» Exercise directions: Wherever "WallClock" shows up in the records below, copy the whole line.

» Given entries:

============

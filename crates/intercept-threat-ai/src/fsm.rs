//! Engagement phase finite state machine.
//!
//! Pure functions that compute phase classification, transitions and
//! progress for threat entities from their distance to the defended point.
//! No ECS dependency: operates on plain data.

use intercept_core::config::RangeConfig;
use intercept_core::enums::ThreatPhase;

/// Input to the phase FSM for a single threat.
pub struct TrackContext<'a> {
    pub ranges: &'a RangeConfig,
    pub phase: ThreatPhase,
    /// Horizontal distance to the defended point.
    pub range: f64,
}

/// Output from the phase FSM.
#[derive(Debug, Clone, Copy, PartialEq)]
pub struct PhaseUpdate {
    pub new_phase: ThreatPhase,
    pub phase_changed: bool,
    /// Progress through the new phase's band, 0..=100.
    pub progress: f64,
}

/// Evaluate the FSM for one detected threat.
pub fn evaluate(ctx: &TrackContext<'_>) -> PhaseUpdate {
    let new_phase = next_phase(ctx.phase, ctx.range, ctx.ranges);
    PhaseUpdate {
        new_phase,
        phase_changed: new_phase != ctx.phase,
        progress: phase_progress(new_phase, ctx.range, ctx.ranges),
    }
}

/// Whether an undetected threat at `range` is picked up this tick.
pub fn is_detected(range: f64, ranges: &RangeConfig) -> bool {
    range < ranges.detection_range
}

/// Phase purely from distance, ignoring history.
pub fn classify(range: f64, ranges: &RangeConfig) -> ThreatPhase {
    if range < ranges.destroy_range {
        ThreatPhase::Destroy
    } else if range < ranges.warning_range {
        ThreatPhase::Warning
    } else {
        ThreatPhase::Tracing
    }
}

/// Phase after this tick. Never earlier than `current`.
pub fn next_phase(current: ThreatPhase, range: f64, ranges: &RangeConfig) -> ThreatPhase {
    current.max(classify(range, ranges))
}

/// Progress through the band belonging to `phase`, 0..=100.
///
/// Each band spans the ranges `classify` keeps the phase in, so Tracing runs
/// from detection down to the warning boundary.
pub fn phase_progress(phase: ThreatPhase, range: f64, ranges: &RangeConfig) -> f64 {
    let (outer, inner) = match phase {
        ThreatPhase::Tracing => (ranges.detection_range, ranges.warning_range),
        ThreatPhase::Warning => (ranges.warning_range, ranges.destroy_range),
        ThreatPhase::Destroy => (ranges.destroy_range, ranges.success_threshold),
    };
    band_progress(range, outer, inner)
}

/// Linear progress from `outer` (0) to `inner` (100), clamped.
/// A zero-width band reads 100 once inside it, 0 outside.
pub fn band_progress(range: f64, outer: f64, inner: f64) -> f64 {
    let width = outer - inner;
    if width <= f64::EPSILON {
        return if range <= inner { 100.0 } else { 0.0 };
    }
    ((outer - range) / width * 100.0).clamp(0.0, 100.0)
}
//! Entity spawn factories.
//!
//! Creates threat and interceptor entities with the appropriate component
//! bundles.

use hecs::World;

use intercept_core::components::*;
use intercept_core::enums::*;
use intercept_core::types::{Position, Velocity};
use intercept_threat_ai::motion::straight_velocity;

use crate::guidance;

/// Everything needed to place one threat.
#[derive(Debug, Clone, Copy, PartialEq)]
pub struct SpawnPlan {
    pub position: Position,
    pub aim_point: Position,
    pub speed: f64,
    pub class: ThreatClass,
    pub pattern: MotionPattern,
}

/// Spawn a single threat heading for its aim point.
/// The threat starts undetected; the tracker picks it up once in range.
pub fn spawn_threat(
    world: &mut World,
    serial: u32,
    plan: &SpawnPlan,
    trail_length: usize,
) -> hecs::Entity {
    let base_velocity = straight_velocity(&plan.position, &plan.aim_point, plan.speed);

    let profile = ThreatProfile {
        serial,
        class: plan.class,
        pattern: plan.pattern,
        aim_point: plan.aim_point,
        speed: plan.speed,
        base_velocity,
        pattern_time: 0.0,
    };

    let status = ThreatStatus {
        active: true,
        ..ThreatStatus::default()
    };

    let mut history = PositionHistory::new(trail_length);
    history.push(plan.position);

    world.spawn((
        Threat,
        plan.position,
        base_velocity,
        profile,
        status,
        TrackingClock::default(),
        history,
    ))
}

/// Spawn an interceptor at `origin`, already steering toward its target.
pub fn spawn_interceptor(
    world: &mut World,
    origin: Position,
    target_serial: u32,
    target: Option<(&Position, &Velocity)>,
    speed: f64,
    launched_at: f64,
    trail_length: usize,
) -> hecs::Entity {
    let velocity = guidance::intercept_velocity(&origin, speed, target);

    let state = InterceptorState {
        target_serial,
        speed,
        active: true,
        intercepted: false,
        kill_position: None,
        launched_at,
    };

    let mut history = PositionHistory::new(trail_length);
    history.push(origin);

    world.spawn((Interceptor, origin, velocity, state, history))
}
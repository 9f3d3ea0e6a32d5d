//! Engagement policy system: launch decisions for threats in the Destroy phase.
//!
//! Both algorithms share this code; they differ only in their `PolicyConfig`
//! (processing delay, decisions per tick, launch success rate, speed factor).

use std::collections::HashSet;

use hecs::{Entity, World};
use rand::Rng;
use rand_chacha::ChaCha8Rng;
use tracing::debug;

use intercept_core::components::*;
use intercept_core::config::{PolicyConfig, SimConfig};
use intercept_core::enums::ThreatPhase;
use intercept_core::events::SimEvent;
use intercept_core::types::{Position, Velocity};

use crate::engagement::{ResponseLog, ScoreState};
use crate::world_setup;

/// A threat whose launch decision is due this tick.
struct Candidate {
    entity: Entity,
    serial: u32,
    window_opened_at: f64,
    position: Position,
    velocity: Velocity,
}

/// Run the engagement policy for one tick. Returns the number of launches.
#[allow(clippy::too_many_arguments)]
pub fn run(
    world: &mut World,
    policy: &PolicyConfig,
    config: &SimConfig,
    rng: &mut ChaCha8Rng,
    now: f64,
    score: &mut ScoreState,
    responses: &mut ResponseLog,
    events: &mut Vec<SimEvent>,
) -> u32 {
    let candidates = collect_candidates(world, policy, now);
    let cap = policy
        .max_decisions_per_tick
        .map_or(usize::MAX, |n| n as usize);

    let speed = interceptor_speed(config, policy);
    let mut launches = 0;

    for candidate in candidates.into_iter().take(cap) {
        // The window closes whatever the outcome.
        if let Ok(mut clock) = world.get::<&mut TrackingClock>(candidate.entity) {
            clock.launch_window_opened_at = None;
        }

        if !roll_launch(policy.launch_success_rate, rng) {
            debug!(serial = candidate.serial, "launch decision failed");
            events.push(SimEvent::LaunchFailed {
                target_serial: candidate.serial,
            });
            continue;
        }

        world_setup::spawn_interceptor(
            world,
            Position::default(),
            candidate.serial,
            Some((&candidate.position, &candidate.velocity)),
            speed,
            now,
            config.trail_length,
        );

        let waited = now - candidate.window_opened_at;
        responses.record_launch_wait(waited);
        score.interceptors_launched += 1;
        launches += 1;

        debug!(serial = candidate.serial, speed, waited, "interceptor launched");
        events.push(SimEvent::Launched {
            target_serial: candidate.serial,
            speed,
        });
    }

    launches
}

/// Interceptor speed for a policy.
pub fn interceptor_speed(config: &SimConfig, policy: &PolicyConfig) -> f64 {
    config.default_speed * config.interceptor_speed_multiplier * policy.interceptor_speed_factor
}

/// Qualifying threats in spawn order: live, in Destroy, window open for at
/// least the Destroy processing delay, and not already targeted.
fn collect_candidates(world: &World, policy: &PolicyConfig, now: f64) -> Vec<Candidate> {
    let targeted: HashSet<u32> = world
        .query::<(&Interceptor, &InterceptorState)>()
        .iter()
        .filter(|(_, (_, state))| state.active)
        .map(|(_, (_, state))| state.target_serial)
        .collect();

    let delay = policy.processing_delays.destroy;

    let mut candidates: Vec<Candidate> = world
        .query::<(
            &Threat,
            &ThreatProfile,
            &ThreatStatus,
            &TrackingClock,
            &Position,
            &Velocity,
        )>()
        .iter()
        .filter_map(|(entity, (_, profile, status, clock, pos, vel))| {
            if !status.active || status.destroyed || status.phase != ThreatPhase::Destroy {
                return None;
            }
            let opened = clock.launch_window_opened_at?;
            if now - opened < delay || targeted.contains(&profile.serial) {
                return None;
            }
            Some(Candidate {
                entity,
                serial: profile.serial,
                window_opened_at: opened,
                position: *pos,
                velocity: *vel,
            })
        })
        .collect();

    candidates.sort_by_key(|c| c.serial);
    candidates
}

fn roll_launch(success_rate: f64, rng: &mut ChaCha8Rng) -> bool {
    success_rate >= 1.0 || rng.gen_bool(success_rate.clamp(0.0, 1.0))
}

============

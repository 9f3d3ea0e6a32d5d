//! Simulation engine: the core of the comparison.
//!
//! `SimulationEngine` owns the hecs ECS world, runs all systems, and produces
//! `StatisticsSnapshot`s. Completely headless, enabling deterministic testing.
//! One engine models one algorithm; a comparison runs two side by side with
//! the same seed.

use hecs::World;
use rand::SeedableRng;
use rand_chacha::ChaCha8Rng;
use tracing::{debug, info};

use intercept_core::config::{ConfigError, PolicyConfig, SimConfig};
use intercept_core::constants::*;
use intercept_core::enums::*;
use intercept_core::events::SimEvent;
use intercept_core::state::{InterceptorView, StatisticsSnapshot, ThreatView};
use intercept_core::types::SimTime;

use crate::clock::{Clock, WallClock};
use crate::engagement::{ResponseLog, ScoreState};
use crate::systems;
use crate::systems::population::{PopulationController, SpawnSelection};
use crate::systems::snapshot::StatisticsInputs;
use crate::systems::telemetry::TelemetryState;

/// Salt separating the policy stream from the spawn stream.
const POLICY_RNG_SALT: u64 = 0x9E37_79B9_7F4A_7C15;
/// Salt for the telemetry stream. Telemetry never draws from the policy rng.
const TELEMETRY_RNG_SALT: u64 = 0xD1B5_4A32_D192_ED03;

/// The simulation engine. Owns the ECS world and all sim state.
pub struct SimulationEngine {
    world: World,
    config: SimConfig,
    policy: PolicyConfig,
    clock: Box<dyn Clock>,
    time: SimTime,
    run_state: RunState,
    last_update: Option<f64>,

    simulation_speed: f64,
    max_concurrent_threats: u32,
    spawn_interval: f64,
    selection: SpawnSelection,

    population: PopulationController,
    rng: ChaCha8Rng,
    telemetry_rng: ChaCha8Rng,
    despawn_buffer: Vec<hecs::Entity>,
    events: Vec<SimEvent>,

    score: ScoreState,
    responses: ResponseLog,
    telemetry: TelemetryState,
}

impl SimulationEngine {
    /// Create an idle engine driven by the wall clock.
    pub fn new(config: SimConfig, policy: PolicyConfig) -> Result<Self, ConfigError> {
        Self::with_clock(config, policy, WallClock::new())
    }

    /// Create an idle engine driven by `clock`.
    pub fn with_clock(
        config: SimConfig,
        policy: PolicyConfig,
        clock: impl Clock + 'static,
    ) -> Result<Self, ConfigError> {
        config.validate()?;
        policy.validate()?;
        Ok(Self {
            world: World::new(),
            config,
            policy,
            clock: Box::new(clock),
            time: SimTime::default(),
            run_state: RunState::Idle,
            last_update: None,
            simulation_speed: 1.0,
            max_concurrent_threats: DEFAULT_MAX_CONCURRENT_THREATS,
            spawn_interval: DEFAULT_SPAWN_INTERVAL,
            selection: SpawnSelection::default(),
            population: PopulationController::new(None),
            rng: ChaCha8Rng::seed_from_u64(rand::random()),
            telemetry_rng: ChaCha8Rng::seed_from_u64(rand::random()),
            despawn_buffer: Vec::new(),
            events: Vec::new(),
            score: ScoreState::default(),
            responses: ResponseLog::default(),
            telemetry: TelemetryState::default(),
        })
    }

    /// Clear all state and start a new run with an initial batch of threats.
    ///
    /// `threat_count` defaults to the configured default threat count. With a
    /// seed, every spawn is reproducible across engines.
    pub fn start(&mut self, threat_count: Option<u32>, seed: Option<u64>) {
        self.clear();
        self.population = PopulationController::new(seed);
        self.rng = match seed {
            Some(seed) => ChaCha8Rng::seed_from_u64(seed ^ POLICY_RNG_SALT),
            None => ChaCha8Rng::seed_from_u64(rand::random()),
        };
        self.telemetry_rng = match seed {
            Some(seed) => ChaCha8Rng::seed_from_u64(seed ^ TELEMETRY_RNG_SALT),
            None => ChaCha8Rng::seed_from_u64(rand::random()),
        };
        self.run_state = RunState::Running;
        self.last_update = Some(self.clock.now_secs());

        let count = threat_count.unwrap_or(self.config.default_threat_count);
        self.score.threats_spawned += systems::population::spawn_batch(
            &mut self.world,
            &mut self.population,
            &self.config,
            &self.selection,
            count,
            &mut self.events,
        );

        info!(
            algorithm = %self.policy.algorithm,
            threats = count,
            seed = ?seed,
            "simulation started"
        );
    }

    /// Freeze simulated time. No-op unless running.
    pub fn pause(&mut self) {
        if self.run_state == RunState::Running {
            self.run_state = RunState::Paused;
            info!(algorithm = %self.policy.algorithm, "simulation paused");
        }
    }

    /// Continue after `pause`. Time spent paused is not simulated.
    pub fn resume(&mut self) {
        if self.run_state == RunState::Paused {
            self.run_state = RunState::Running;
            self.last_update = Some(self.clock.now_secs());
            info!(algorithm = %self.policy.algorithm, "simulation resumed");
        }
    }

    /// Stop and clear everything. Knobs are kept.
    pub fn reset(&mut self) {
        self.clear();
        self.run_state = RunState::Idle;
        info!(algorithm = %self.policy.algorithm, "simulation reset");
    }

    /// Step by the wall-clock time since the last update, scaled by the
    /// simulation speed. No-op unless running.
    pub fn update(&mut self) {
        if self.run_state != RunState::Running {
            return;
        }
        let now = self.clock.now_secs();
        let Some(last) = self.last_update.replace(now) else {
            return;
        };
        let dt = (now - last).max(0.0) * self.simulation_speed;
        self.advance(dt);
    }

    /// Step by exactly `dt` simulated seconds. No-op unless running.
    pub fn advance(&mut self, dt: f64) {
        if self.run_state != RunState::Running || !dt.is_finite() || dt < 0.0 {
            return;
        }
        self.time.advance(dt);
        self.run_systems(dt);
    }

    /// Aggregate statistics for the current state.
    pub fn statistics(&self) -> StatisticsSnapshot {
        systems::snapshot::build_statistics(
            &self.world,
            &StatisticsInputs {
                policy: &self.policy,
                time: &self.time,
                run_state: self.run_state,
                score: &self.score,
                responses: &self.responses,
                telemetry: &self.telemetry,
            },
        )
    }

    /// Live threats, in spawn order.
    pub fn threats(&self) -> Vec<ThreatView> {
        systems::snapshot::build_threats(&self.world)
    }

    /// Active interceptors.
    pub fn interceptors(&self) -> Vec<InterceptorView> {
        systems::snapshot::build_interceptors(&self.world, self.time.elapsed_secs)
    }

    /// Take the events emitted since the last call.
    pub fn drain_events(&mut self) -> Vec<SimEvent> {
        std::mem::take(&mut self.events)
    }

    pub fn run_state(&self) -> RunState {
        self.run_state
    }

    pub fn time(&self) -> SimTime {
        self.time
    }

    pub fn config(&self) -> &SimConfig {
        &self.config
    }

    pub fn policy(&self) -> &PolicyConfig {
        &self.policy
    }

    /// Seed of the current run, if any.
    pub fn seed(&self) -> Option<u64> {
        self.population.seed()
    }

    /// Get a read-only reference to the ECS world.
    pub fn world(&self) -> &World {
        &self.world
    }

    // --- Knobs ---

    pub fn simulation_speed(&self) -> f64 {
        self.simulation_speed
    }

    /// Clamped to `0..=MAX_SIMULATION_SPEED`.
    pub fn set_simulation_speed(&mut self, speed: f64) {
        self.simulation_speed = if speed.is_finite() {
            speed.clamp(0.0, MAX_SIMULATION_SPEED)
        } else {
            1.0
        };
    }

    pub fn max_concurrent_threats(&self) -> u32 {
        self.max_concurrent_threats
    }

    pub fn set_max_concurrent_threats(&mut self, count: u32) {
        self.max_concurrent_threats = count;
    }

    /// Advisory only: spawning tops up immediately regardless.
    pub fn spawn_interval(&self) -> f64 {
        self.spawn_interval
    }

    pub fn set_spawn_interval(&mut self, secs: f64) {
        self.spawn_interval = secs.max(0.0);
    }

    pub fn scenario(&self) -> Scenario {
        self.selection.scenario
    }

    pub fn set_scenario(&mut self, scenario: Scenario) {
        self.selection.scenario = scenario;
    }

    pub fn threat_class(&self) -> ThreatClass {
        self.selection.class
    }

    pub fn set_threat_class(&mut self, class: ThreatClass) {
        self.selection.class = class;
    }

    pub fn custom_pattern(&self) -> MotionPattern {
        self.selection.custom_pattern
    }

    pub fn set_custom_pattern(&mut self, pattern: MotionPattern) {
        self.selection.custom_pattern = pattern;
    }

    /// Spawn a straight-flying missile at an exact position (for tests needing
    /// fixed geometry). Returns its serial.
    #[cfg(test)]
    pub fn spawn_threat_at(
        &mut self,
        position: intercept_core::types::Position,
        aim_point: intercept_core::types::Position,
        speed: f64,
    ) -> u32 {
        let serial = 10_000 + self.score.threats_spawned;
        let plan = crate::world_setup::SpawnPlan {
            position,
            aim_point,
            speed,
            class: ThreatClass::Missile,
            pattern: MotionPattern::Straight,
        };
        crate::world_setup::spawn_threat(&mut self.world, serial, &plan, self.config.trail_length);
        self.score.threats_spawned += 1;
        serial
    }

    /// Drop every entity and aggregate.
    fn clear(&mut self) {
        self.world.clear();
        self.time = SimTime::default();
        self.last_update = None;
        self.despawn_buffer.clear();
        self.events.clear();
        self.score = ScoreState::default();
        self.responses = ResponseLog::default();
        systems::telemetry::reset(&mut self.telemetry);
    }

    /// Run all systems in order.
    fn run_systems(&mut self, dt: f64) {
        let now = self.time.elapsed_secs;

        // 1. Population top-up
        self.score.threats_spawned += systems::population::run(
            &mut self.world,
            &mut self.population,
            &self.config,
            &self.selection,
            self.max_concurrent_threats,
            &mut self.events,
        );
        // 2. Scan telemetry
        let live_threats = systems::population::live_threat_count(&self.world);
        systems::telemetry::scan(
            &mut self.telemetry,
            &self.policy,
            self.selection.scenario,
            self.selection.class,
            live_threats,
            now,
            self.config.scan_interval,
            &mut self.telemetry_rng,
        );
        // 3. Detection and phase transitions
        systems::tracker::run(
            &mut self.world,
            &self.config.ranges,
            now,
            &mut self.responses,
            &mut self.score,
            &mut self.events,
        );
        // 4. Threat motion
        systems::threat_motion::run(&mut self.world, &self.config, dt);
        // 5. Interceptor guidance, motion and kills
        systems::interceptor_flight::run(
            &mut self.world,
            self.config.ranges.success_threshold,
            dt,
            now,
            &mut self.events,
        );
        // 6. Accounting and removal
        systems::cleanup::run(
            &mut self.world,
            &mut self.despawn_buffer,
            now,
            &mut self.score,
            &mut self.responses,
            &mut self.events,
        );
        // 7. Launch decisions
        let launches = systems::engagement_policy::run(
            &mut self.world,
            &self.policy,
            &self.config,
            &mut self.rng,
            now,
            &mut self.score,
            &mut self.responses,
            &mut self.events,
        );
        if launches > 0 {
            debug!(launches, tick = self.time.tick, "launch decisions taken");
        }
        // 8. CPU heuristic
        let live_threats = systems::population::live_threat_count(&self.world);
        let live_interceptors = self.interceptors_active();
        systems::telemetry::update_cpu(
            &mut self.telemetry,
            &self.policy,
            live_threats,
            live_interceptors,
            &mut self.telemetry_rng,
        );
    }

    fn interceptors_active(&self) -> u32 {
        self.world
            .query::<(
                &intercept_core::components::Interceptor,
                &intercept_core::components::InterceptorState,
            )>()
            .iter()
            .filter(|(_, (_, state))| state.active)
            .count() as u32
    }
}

============

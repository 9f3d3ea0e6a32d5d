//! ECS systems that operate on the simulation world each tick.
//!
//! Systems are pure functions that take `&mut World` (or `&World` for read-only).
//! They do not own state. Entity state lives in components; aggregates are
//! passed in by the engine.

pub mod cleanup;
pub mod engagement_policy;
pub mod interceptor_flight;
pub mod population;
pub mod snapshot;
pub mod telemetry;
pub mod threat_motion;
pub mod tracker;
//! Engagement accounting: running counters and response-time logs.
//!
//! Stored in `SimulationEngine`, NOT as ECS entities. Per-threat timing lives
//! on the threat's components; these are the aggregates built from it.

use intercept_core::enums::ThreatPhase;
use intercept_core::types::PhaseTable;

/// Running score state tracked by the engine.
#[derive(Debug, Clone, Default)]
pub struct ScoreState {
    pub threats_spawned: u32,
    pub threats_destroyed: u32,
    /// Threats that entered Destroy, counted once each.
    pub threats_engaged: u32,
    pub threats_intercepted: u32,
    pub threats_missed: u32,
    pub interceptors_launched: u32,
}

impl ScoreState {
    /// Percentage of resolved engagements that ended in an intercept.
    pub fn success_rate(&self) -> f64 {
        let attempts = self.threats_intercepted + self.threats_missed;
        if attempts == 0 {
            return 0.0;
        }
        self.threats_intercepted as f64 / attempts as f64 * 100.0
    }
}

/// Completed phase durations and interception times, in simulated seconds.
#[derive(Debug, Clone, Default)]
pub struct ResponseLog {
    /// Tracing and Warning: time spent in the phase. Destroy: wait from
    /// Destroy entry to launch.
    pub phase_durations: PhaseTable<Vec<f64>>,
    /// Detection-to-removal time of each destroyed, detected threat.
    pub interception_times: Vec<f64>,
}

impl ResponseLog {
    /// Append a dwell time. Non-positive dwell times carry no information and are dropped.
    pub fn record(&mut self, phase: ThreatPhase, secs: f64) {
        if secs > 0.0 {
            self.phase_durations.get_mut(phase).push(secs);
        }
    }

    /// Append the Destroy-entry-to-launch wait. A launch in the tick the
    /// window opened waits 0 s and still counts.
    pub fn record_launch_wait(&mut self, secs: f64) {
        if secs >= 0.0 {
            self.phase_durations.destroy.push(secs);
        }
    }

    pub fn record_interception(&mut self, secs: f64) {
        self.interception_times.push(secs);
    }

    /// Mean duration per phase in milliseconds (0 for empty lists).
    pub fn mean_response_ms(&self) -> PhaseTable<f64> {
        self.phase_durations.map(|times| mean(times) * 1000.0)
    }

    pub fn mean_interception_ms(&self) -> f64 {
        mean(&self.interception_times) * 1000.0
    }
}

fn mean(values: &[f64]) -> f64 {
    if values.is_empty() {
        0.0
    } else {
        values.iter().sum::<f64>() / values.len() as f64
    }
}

============

» Output below:
use crate::clock::{Clock, WallClock};
        Self::with_clock(config, policy, WallClock::new())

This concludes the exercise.